Among the most critical pre-pandemic inequities that have not received sufficient attention is the fact that many districts are not meeting their legal and moral obligation to educate students with disabilities, which must include providing needed mental health services, behavioral supports and educationally sound interventions by well qualified staff. This report begins by revealing serious preexisting conditions of inadequate support that are likely to be exacerbated by the current pandemic. We also summarize the pandemic’s disparate impact, which is resulting in greater losses of instructional time amidst increasing experiences of trauma. This report argues that post-pandemic we will need to do much more than return to the pre-pandemic efforts in order to avoid serious and continuing hardship to students, and especially to students of color with disabilities. This includes, but is not limited to, additional steps to ensure that all students with disabilities who need supports and services to receive a free appropriate public education (FAPE) have those needs met, and that they are not excluded because of behaviors caused by their disability.
California is an example of pandemic problems. Richard Cano and Elizabeth Aguilera at CalMatters:
California’s decentralized approach to school reopenings this year has meant widely uneven opportunities for in-person services for special-needs students. As early as last summer, some public schools began offering in-person instruction or support to students with Individualized Education Plans — a plan every special education student has that outlines goals and includes special services they require as a guidepost for everyone who works with them.
Though the state’s reopening rules and a recent legislative deal prioritize in-person learning for special-needs students, many of the state’s large, urban school systems such as West Contra Costa and Los Angeles remain in distance learning.
Three-quarters of 300 Los Angeles Unified parents said their kids had regressed or lost skills, according to a Speak Up survey last fall. Though California’s largest school district has intermittently allowed in-person services for special-needs students, only about 1% of the district’s students benefited from it as it was based on educators and families volunteering to come back.
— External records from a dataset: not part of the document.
//! Palette panel: the card catalog

use ratatui::{
    prelude::*,
    widgets::{Block, Borders, Paragraph},
};

use super::helpers::scroll_offset;
use crate::app::App;
use crate::models::{DragOrigin, Focus, CATALOG};
use crate::theme::{
    BG_PRIMARY, BG_TERTIARY, BORDER_SUBTLE, CYAN_DIM, CYAN_PRIMARY, ROUNDED_BORDERS, TEXT_MUTED,
    TEXT_PRIMARY, TEXT_SECONDARY,
};

pub fn render_palette(area: Rect, app: &App, frame: &mut Frame) {
    let focused = app.focus == Focus::Palette;
    let border_color = if focused { CYAN_PRIMARY } else { BORDER_SUBTLE };
    let carrying = app
        .controller
        .dragging()
        .is_some_and(|item| item.origin() == DragOrigin::Palette);

    let block = Block::default()
        .title(" Cartes ")
        .borders(Borders::ALL)
        .border_set(ROUNDED_BORDERS)
        .border_style(Style::default().fg(border_color))
        .style(Style::default().bg(BG_PRIMARY));

    let mut lines = Vec::with_capacity(CATALOG.len());
    for (i, definition) in CATALOG.iter().enumerate() {
        let disabled = !app.board.accepts(definition);
        let selected = i == app.palette_index;

        let (marker, color) = if disabled {
            ("✓", TEXT_MUTED)
        } else if selected && carrying {
            ("⇢", CYAN_PRIMARY)
        } else if selected {
            ("›", TEXT_PRIMARY)
        } else {
            (" ", TEXT_SECONDARY)
        };

        let mut spans = vec![
            Span::styled(format!(" {} ", marker), Style::default().fg(color)),
            Span::styled(definition.label, Style::default().fg(color)),
        ];
        if definition.has_variants() {
            spans.push(Span::styled(
                format!(" ({})", definition.variants.len()),
                Style::default().fg(CYAN_DIM),
            ));
        }
        if disabled {
            spans.push(Span::styled(" placé", Style::default().fg(TEXT_MUTED)));
        }

        let mut line = Line::from(spans);
        if selected && focused {
            line = line.style(Style::default().bg(BG_TERTIARY).add_modifier(Modifier::BOLD));
        }
        lines.push(line);
    }

    let inner_height = block.inner(area).height as usize;
    let offset = scroll_offset(app.palette_index, inner_height);
    let paragraph = Paragraph::new(lines)
        .block(block)
        .scroll((offset as u16, 0));

    frame.render_widget(paragraph, area);
}
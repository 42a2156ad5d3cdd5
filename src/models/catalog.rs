//! Card catalog
//!
//! The static registry of section card definitions offered in the palette.
//! Every definition is keyed by its `CardType`; no two entries share a type.

use serde::{Deserialize, Serialize};
use strum::{AsRefStr, Display, EnumIter, EnumString};

/// Section card type, serialized with its lowercase wire name
#[derive(
    Debug,
    Clone,
    Copy,
    PartialEq,
    Eq,
    Hash,
    Serialize,
    Deserialize,
    Display,
    AsRefStr,
    EnumString,
    EnumIter,
)]
#[serde(rename_all = "lowercase")]
#[strum(serialize_all = "lowercase")]
pub enum CardType {
    Diaporama,
    Avis,
    Encarts,
    Reassurance,
    Texte,
    Video,
    Flash,
    Annonces,
    Logos,
    Form,
    Team,
    Instagram,
}

/// The type rendered before all numbered sections
pub const INTRO_TYPE: CardType = CardType::Diaporama;

/// The type expected in last position of a generated structure
pub const CLOSING_TYPE: CardType = CardType::Annonces;

/// The type a generated structure must never contain
pub const EXCLUDED_TYPE: CardType = CardType::Form;

/// Named sub-option of a card type
#[derive(Debug, Clone, Copy, PartialEq, Eq, Serialize)]
pub struct Variant {
    pub value: &'static str,
    pub label: &'static str,
}

/// Immutable definition of a card type in the palette
#[derive(Debug, Clone, Copy, PartialEq, Eq, Serialize)]
#[serde(rename_all = "camelCase")]
pub struct CardDefinition {
    #[serde(rename = "type")]
    pub card_type: CardType,
    pub label: &'static str,
    pub is_unique: bool,
    #[serde(rename = "options", skip_serializing_if = "no_variants")]
    pub variants: &'static [Variant],
}

fn no_variants(variants: &&'static [Variant]) -> bool {
    variants.is_empty()
}

impl CardDefinition {
    /// Whether placing or editing this card goes through a variant dialog
    pub fn has_variants(&self) -> bool {
        !self.variants.is_empty()
    }

    /// Find a variant by its value
    pub fn variant(&self, value: &str) -> Option<&'static Variant> {
        self.variants.iter().find(|v| v.value == value)
    }
}

const fn def(
    card_type: CardType,
    label: &'static str,
    is_unique: bool,
    variants: &'static [Variant],
) -> CardDefinition {
    CardDefinition {
        card_type,
        label,
        is_unique,
        variants,
    }
}

const fn var(value: &'static str, label: &'static str) -> Variant {
    Variant { value, label }
}

/// Palette order. `Form` is deliberately absent.
pub const CATALOG: &[CardDefinition] = &[
    def(
        CardType::Diaporama,
        "Diaporama",
        true,
        &[
            var("slogan", "Diaporama slogan"),
            var("legende", "Diaporama légende"),
            var("contact", "Diaporama formulaire de contact"),
        ],
    ),
    def(CardType::Avis, "Avis clients", true, &[]),
    def(
        CardType::Encarts,
        "Encarts",
        false,
        &[
            var("mosaic", "Encart survol mosaïque"),
            var("exterior", "Encart extérieur"),
            var("slide", "Encart slide"),
            var("slide-half", "Encart slide 50/50"),
        ],
    ),
    def(CardType::Reassurance, "Réassurance", true, &[]),
    def(
        CardType::Texte,
        "Texte",
        false,
        &[
            var("simple", "Strates 50 50 simple"),
            var("magazine", "Strates colonnes magazine"),
            var("mosaic", "Strates 50 50 mosaïque"),
        ],
    ),
    def(CardType::Video, "Vidéo", true, &[]),
    def(
        CardType::Flash,
        "Flash actualités",
        true,
        &[
            var("slider-flex", "Flash slider 50 50 flex"),
            var("slider-simple", "Flash slider 50 50 simple"),
            var("magazine", "Flash magazine"),
        ],
    ),
    def(CardType::Annonces, "Annonces ref", true, &[]),
    def(CardType::Logos, "Logos partenaires", true, &[]),
    def(CardType::Team, "Présentation de l'équipe", true, &[]),
    def(CardType::Instagram, "Feed instagram", true, &[]),
];

/// Look up the definition of a card type
pub fn definition(card_type: CardType) -> Option<&'static CardDefinition> {
    CATALOG.iter().find(|d| d.card_type == card_type)
}
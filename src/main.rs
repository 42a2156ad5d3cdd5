mod app;
mod cli;
mod clipboard;
mod config;
mod controller;
mod editor;
mod error;
mod input;
mod logging;
mod models;
mod notes;
mod proposer;
mod theme;
mod ui;
mod utils;

use std::io::{self, stdout};
use std::sync::Arc;
use std::time::Duration;

use crossterm::{
    event::{self, Event},
    terminal::{disable_raw_mode, enable_raw_mode, EnterAlternateScreen, LeaveAlternateScreen},
    ExecutableCommand,
};
use ratatui::prelude::*;

use app::App;
use config::ProposerConfig;
use input::AppCommand;
use proposer::GeminiProposer;

#[tokio::main]
async fn main() -> io::Result<()> {
    dotenvy::dotenv().ok();
    logging::init_logging();

    let cli_config = cli::parse_args()?;

    let mut proposer_config = ProposerConfig::from_env();
    if let Some(model) = &cli_config.model {
        proposer_config.model = model.clone();
    }
    if proposer_config.api_key.is_none() {
        log::warn!("No API key configured; proposals will fail");
    }
    log::info!("Using model {}", proposer_config.model);

    let mut app = App::new(&cli_config, Arc::new(GeminiProposer::new(&proposer_config)));

    // Setup terminal
    enable_raw_mode()?;
    stdout().execute(EnterAlternateScreen)?;
    let mut terminal = Terminal::new(CrosstermBackend::new(stdout()))?;

    // Run the app
    let result = run(&mut terminal, &mut app);

    // Restore terminal
    disable_raw_mode()?;
    stdout().execute(LeaveAlternateScreen)?;

    if let Err(e) = &result {
        log::error!("Terminal loop failed: {}", e);
    }
    if cli_config.print_on_exit && !app.board.notes().is_empty() {
        println!("{}", app.board.notes());
    }
    log::info!("Exiting with {} cards on the board", app.board.len());

    result
}

fn run(terminal: &mut Terminal<CrosstermBackend<io::Stdout>>, app: &mut App) -> io::Result<()> {
    while !app.should_quit {
        app.poll_proposal();
        app.tick();

        terminal.draw(|frame| ui::render(app, frame))?;

        // Handle input
        if event::poll(Duration::from_millis(100))? {
            if let Event::Key(key) = event::read()? {
                match input::handle_key(app, key) {
                    Some(AppCommand::Quit) => app.should_quit = true,
                    Some(AppCommand::CopyNotes) => app.copy_notes(&mut stdout()),
                    None => {}
                }
            }
        }
    }

    Ok(())
}
//! Enums used throughout the planner UI
//!
//! This module contains the enum types used for focus management and
//! gesture bookkeeping.

/// Which panel receives key input
#[derive(Debug, Clone, Copy, PartialEq, Eq, Default)]
pub enum Focus {
    #[default]
    Palette,
    Board,
    Notes,
}

impl Focus {
    pub fn next(&self) -> Self {
        match self {
            Focus::Palette => Focus::Board,
            Focus::Board => Focus::Notes,
            Focus::Notes => Focus::Palette,
        }
    }

    pub fn prev(&self) -> Self {
        match self {
            Focus::Palette => Focus::Notes,
            Focus::Board => Focus::Palette,
            Focus::Notes => Focus::Board,
        }
    }

    pub fn label(&self) -> &'static str {
        match self {
            Focus::Palette => "Cartes",
            Focus::Board => "Structure",
            Focus::Notes => "Notes",
        }
    }
}

/// Where a dragged item was picked up
#[derive(Debug, Clone, Copy, PartialEq, Eq)]
pub enum DragOrigin {
    Palette,
    Board,
}

/// Which field of the AI dialog is being edited
#[derive(Debug, Clone, Copy, PartialEq, Eq, Default)]
pub enum DialogField {
    #[default]
    Description,
    ContextPath,
}

impl DialogField {
    pub fn toggle(&self) -> Self {
        match self {
            DialogField::Description => DialogField::ContextPath,
            DialogField::ContextPath => DialogField::Description,
        }
    }
}

#[cfg(test)]
mod tests {
    use super::*;

    #[test]
    fn test_focus_cycle() {
        assert_eq!(Focus::Palette.next(), Focus::Board);
        assert_eq!(Focus::Board.next(), Focus::Notes);
        assert_eq!(Focus::Notes.next(), Focus::Palette);
        assert_eq!(Focus::Palette.prev(), Focus::Notes);
        assert_eq!(Focus::Board.prev(), Focus::Palette);
    }

    #[test]
    fn test_focus_default() {
        assert_eq!(Focus::default(), Focus::Palette);
    }

    #[test]
    fn test_dialog_field_toggle() {
        assert_eq!(DialogField::Description.toggle(), DialogField::ContextPath);
        assert_eq!(DialogField::ContextPath.toggle(), DialogField::Description);
    }
}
Those findings echo the concerns experts had when the pandemic started. Many students with disabilities require specialized care that one can’t reasonably be expected from parents, Connie Kasari, a human development professor at UCLA’s Graduate School of Education and Information Studies, told CalMatters last March.
“It’s one thing to put a child who can understand in front of a computer screen to do their lesson, do their homework, and quite another thing when the child doesn’t understand that,” Kasari said. “What is that child going to do? It could be that they’re just not getting any kind of education at all.”